(Saved entries)
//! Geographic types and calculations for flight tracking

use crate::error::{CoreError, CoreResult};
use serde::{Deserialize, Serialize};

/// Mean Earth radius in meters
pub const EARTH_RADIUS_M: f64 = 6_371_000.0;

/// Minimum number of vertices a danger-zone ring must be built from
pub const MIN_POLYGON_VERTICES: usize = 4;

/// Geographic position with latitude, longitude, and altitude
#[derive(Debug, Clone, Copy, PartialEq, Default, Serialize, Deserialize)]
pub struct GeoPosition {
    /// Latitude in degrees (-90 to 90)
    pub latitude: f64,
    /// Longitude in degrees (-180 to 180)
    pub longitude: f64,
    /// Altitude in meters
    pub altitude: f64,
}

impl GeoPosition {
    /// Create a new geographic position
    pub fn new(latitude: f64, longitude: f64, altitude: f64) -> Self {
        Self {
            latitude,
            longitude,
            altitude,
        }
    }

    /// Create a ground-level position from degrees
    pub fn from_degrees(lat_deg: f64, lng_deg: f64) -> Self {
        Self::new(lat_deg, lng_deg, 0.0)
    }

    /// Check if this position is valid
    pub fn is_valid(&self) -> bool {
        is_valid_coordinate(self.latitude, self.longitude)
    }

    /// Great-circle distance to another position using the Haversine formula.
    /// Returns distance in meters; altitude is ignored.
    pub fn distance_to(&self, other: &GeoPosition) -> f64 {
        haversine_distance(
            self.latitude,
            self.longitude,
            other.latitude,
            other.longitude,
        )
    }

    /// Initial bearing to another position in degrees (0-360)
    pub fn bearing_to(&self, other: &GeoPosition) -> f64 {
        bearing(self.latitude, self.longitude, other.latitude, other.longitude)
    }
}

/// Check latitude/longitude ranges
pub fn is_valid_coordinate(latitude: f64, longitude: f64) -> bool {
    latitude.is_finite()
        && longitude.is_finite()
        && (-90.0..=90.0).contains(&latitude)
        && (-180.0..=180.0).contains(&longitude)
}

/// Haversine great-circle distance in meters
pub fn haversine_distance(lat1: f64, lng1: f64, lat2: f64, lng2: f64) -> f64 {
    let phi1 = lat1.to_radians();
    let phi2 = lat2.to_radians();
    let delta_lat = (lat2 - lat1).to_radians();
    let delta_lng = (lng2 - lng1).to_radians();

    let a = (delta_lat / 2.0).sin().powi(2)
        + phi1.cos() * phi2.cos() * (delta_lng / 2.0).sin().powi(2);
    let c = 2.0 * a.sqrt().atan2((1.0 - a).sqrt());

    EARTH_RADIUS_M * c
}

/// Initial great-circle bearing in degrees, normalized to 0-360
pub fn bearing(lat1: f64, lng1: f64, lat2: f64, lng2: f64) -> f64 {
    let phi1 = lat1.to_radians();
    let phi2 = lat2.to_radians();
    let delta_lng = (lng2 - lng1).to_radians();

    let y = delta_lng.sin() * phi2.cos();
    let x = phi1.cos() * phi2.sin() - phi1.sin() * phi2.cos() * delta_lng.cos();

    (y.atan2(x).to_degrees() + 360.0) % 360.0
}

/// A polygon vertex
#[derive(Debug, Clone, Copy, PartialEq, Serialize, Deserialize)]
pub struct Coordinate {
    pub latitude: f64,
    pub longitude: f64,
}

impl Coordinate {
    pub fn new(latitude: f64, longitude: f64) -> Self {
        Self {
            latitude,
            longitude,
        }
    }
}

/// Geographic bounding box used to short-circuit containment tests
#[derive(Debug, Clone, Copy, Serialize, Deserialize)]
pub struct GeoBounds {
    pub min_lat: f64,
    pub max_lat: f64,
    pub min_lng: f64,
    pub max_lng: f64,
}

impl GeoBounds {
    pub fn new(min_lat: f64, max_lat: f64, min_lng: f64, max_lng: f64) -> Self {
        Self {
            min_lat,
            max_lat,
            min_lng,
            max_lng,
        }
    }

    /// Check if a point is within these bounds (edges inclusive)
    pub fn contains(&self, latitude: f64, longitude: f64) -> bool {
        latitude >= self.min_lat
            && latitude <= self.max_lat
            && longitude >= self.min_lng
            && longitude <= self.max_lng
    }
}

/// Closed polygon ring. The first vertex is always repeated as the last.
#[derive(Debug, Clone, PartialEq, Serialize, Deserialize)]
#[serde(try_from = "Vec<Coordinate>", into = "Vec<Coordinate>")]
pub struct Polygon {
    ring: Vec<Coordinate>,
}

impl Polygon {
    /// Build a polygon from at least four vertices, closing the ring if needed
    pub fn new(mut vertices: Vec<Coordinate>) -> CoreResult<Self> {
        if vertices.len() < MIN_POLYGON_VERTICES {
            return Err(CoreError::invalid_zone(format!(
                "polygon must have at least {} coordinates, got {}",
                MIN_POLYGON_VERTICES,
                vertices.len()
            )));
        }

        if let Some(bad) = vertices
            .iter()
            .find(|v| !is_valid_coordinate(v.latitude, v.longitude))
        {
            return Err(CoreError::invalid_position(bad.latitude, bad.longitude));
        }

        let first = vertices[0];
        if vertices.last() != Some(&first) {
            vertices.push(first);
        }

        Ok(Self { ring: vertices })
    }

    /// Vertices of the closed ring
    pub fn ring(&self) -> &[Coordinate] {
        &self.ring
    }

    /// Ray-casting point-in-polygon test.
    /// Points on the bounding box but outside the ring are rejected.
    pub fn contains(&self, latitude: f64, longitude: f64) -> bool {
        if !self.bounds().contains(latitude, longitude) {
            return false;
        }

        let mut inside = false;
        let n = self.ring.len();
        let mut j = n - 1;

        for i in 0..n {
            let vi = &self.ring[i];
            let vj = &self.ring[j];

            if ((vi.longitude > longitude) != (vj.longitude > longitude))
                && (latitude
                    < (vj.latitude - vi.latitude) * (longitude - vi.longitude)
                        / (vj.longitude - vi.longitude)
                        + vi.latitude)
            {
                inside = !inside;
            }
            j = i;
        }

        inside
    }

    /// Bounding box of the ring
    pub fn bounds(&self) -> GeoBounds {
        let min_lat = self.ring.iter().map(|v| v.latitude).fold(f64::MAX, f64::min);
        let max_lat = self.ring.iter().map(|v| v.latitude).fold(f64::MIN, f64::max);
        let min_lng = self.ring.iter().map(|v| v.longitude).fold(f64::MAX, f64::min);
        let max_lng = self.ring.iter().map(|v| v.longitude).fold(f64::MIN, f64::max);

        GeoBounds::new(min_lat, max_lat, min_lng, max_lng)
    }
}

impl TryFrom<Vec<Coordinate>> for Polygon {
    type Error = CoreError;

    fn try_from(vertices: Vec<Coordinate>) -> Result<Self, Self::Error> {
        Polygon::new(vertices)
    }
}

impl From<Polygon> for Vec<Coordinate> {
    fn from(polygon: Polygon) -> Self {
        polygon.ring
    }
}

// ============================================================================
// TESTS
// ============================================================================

Instructions for the task: What lines hold the string "const"? Pick them out of the data.

Result for this task:
pub const EARTH_RADIUS_M: f64 = 6_371_000.0;
pub const MIN_POLYGON_VERTICES: usize = 4;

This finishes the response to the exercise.